In this report, we aim to analyze the impact of different weather events on public health and economy based on the storm database collected from the U.S. National Oceanic and Atmospheric Administration’s (NOAA) from 1950 - 2011. We will use the estimates of fatalities, injuries, property and crop damage to decide which types of event are most harmful to the population health and economy. From these data, we found that excessive heat and tornado are most harmful with respect to population health, while flood, drought, and hurricane/typhoon have the greatest economic consequences.
library(dplyr)
##
## Attaching package: 'dplyr'
## The following objects are masked from 'package:stats':
##
## filter, lag
## The following objects are masked from 'package:base':
##
## intersect, setdiff, setequal, union
library(ggplot2)
First, we download the data file and unzip it.
if (!"repdata_data_StormData.csv.bz2" %in% dir("."))
{
print("Downloading Data")
download.file("http://d396qusza40orc.cloudfront.net/repdata%2Fdata%2FStormData.csv.bz2", destfile = "repdata_data_StormData.csv.bz2")
}
## [1] "Downloading Data"
if (!"stormData" %in% ls())
{
stormData <- read.csv("repdata_data_StormData.csv.bz2")
}
dim(stormData)
## [1] 902297 37
Then, we read the generated csv file.

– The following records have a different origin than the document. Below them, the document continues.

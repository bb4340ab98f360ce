use eframe::egui;
use crate::egui::*;
use crate::egui::widget_text::RichText;
use crate::egui::plot::{Plot, Line, Legend, PlotPoints};
use tokio::sync::mpsc::{channel, Sender, Receiver};
use tokio::sync::mpsc::error::TryRecvError;
use std::thread;
use std::sync::Arc;
use log;
use egui_extras::{TableBuilder, Column};

use crate::interface::*;
use crate::thresholds::{self, UnitThresholds, CompensatedReading};
use crate::alarm::AlertSoundManager;
use crate::alarm::scheduler::ThreadScheduler;
use crate::alarm::audio::RodioOutput;
use crate::worker::worker_thread;

pub mod texts;
use texts::{Texts, Language};

#[derive(Default)]
pub struct GUIState {
  show_settings : bool,
  settings_edit : Vec<UnitThresholds>,
  new_unit : UnitThresholds,
}

pub struct PharmacyDashboard {
  state : MonitorState,
  gui_state : GUIState,
  receiver : Receiver<MonitorState>,
  sender : Sender<MonitorCommand>,
  alarm : AlertSoundManager,
  texts : Texts,
}

impl PharmacyDashboard {
  pub fn new(cc : &eframe::CreationContext<'_>, cfg : DashboardConfig) -> Self {

    log::debug!("PharmacyDashboard created with IntegrationInfo {:?}", cc.integration_info);
    const MAX_NUM_MESSAGES : usize = 10;

    let (worker_sender, gui_receiver) = channel::<MonitorState>(MAX_NUM_MESSAGES);
    let (gui_sender, worker_receiver) = channel::<MonitorCommand>(MAX_NUM_MESSAGES);

    let ctx = cc.egui_ctx.clone();

    let mut style = (*ctx.style()).clone();
    style.visuals.selection.bg_fill = Color32::DARK_GREEN;
    ctx.set_style(style);

    let language = if cfg.language == "en" { Language::English } else { Language::Chinese };

    let alarm = AlertSoundManager::new( Arc::new( ThreadScheduler ), Arc::new( RodioOutput::new() ) );
    let worker_alarm = alarm.clone();

    // it detaches but we are control it via channels
    thread::spawn(move|| worker_thread(worker_sender, worker_receiver, ctx, cfg, worker_alarm));

    PharmacyDashboard {
     state : MonitorState::default(),
     gui_state : GUIState::default(),
     receiver : gui_receiver,
     sender : gui_sender,
     alarm,
     texts : Texts::new(language),
   }
  }

  fn send_command(&self, cmd : MonitorCommand) {
    if let Err( err ) = self.sender.try_send( cmd ) {
      log::error!("Failed to send {:?} command. Ignoring.", err);
    }
  }

  fn header_row(&mut self, ui : &mut Ui) {
    ui.horizontal(|ui| {
      ui.heading(self.texts.overview());

      let muted = self.alarm.get_mute_status();
      let mute_text = if muted {
            RichText::new(self.texts.unmute()).color(Color32::GRAY)
          } else if self.alarm.is_playing() {
            RichText::new(self.texts.mute()).color(Color32::RED)
          } else {
            RichText::new(self.texts.mute())
      };
      if ui.button(mute_text).clicked() {
        if muted {
          self.alarm.unmute();
        } else {
          self.alarm.mute();
        }
      }

      if ui.button(self.texts.settings()).clicked() {
        self.gui_state.show_settings = !self.gui_state.show_settings;
        if self.gui_state.show_settings {
          self.gui_state.settings_edit = self.state.settings.clone();
        }
      }

      if ui.button(self.texts.refresh()).clicked() {
        self.send_command( MonitorCommand::Refresh );
      }

      if let Some( last_refresh ) = &self.state.last_refresh {
        ui.label( format!("{}：{}", self.texts.last_updated(), last_refresh.format("%H:%M:%S")) );
      }
    });
  }

  fn unit_card(&self, ui : &mut Ui, unit : &UnitSnapshot) {
    let compensated = CompensatedReading { temp : unit.temp, humidity : unit.humidity };
    let verdict = thresholds::evaluate(&compensated, &unit.thresholds);

    // the sound is shared: the manager folds every alarming card into one loop
    if verdict.should_sound && !self.alarm.get_mute_status() {
      self.alarm.play_alert();
    }

    let border = if verdict.should_sound {
      Stroke::new(2.0, Color32::RED)
    } else {
      ui.visuals().widgets.noninteractive.bg_stroke
    };

    Frame::group(ui.style()).stroke(border).show(ui, |ui| {
      ui.vertical(|ui| {
        ui.horizontal(|ui| {
          ui.heading(&unit.name);
          if !unit.thresholds.alert {
            ui.label( RichText::new(self.texts.alerts_disabled()).small().color(Color32::GRAY) );
          }
        });

        if verdict.should_sound {
          ui.label( RichText::new(self.texts.out_of_range()).color(Color32::RED) );
        } else if verdict.has_alert {
          ui.label( RichText::new(self.texts.out_of_range_disabled()).color(Color32::YELLOW) );
        }

        ui.horizontal(|ui| {
          let temp_color = value_color(unit.temp,
            unit.thresholds.temp_min, unit.thresholds.temp_max,
            Color32::LIGHT_BLUE, Color32::RED);
          ui.label( RichText::new(format!("{} {:.1}°C", self.texts.temperature(), unit.temp))
            .heading().color(temp_color).size(28.0) );

          let humidity_color = value_color(unit.humidity,
            unit.thresholds.humidity_min, unit.thresholds.humidity_max,
            Color32::GOLD, Color32::LIGHT_BLUE);
          ui.label( RichText::new(format!("{} {:.1}%", self.texts.humidity(), unit.humidity))
            .heading().color(humidity_color).size(28.0) );
        });

        ui.label( RichText::new(format!("{}：{}", self.texts.last_updated(), unit.add_time)).small() );
      });
    });
  }

  fn trend_plots(&self, ui : &mut Ui) {
    ui.heading(self.texts.trend_chart());

    let mut names : Vec<&str> = Vec::new();
    for point in &self.state.history {
      if !names.contains(&point.name.as_str()) {
        names.push(&point.name);
      }
    }

    for name in names {
      ui.label( RichText::new(name).strong() );

      let temp_points : PlotPoints = self.state.history.iter()
        .filter(|point| point.name == name)
        .map(|point| [point.hour, point.temp])
        .collect();
      let humidity_points : PlotPoints = self.state.history.iter()
        .filter(|point| point.name == name)
        .map(|point| [point.hour, point.humidity])
        .collect();

      Plot::new(format!("trend-{}", name))
        .height(180.0)
        .include_x(0.0)
        .include_x(24.0)
        .legend(Legend::default())
        .show(ui, |plot_ui| {
          plot_ui.line( Line::new(temp_points).name(self.texts.temperature()) );
          plot_ui.line( Line::new(humidity_points).name(self.texts.humidity()) );
        });
    }
  }

  fn settings_window(&mut self, ctx : &Context) {
    let mut open = self.gui_state.show_settings;
    let mut update_clicked = false;
    let mut add_clicked = false;
    let mut delete_guid : Option<String> = None;

    let texts = &self.texts;
    let settings = &mut self.gui_state.settings_edit;
    let new_unit = &mut self.gui_state.new_unit;

    Window::new(texts.settings()).open(&mut open).show(ctx, |ui| {
      TableBuilder::new(ui)
        .column(Column::auto().at_least(120.0))
        .column(Column::auto())
        .column(Column::auto())
        .column(Column::auto())
        .column(Column::auto())
        .column(Column::auto())
        .column(Column::auto())
        .column(Column::auto())
        .column(Column::auto())
        .header(24.0, |mut header| {
          header.col(|ui| { ui.label(texts.unit_name()); });
          header.col(|ui| { ui.label(format!("{} min", texts.temperature())); });
          header.col(|ui| { ui.label(format!("{} max", texts.temperature())); });
          header.col(|ui| { ui.label(format!("{} +/-", texts.temperature())); });
          header.col(|ui| { ui.label(format!("{} min", texts.humidity())); });
          header.col(|ui| { ui.label(format!("{} max", texts.humidity())); });
          header.col(|ui| { ui.label(format!("{} +/-", texts.humidity())); });
          header.col(|ui| { ui.label(texts.settings()); });
          header.col(|ui| { ui.label(""); });
        })
        .body(|body| {
          body.rows(28.0, settings.len(), |row_index, mut row| {
            let unit = &mut settings[row_index];
            row.col(|ui| { ui.text_edit_singleline(&mut unit.name); });
            row.col(|ui| { ui.add( DragValue::new(&mut unit.temp_min).speed(0.1) ); });
            row.col(|ui| { ui.add( DragValue::new(&mut unit.temp_max).speed(0.1) ); });
            row.col(|ui| { ui.add( DragValue::new(&mut unit.temp_offset).speed(0.1) ); });
            row.col(|ui| { ui.add( DragValue::new(&mut unit.humidity_min).speed(0.1) ); });
            row.col(|ui| { ui.add( DragValue::new(&mut unit.humidity_max).speed(0.1) ); });
            row.col(|ui| { ui.add( DragValue::new(&mut unit.humidity_offset).speed(0.1) ); });
            row.col(|ui| { ui.checkbox(&mut unit.alert, ""); });
            row.col(|ui| {
              if ui.button(texts.delete()).clicked() {
                delete_guid = Some( unit.guid.clone() );
              }
            });
          });
        });

      ui.separator();
      if ui.button(texts.update_settings()).clicked() {
        update_clicked = true;
      }

      ui.separator();
      ui.label( RichText::new(texts.add_unit()).strong() );
      ui.horizontal(|ui| {
        ui.label(texts.unit_name());
        ui.text_edit_singleline(&mut new_unit.name);
        ui.label(format!("{} min/max", texts.temperature()));
        ui.add( DragValue::new(&mut new_unit.temp_min).speed(0.1) );
        ui.add( DragValue::new(&mut new_unit.temp_max).speed(0.1) );
        ui.label(format!("{} min/max", texts.humidity()));
        ui.add( DragValue::new(&mut new_unit.humidity_min).speed(0.1) );
        ui.add( DragValue::new(&mut new_unit.humidity_max).speed(0.1) );
        if ui.button(texts.add_unit()).clicked() {
          add_clicked = true;
        }
      });
    });

    self.gui_state.show_settings = open;

    if update_clicked {
      self.send_command( MonitorCommand::UpdateSettings( self.gui_state.settings_edit.clone() ) );
    }
    if add_clicked {
      let unit = std::mem::take(&mut self.gui_state.new_unit);
      self.send_command( MonitorCommand::AddSetting( unit ) );
    }
    if let Some( guid ) = delete_guid {
      self.gui_state.settings_edit.retain(|unit| unit.guid != guid);
      self.send_command( MonitorCommand::DeleteSetting( guid ) );
    }
  }

}

impl eframe::App for PharmacyDashboard {
  fn update(&mut self, ctx: &egui::Context, frame: &mut eframe::Frame) {

    //only last message from channel is actual
    let mut new_state : Option<MonitorState> = None;
    loop {
      match self.receiver.try_recv() {
        Ok( state ) => {
            new_state = Some( state );
         },
        Err( TryRecvError::Disconnected ) => {
          log::error!("Worker thread is dead. Closing...");
          frame.close();
          break;
        },
        _ => break,
      }
    }

    if let Some( new_state ) = new_state {
      log::debug!("recv: {} units, {} history points", new_state.units.len(), new_state.history.len());
      // keep the open settings panel editable, refresh it once it is closed
      if !self.gui_state.show_settings {
        self.gui_state.settings_edit = new_state.settings.clone();
      }
      self.state = new_state;
    }

    egui::CentralPanel::default().show(ctx, |ui| {
      ScrollArea::vertical().show(ui, |ui| {
        self.header_row(ui);

        if let Some( error ) = &self.state.error {
          ui.label( RichText::new(format!("{}: {}", self.texts.load_error(), error)).color(Color32::RED) );
        }

        if self.state.units.is_empty() {
          ui.label(self.texts.no_data());
        } else {
          ui.horizontal_wrapped(|ui| {
            for unit in &self.state.units {
              self.unit_card(ui, unit);
            }
          });
        }

        ui.separator();
        self.trend_plots(ui);
      });

      if ui.ctx().input( |i| i.key_pressed(Key::Q) )   {
        frame.close();
      }
    });

    if self.gui_state.show_settings {
      self.settings_window(ctx);
    }
  }

}

fn value_color(value : f64, min : f64, max : f64, below : Color32, above : Color32) -> Color32 {
    if value < min { return below; }
    if value > max { return above; }
    Color32::GREEN
}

If the data already exists in the working environment, we do not need to load it again. Otherwise, we read the csv file.
fatalitiesAndInjuries <- stormData %>% group_by (EVTYPE) %>% summarise(Fatalities = sum(FATALITIES), Injuries = sum(INJURIES))
## `summarise()` ungrouping output (override with `.groups` argument)
fatalitiesAndInjuries <- mutate(fatalitiesAndInjuries, total = Fatalities + Injuries)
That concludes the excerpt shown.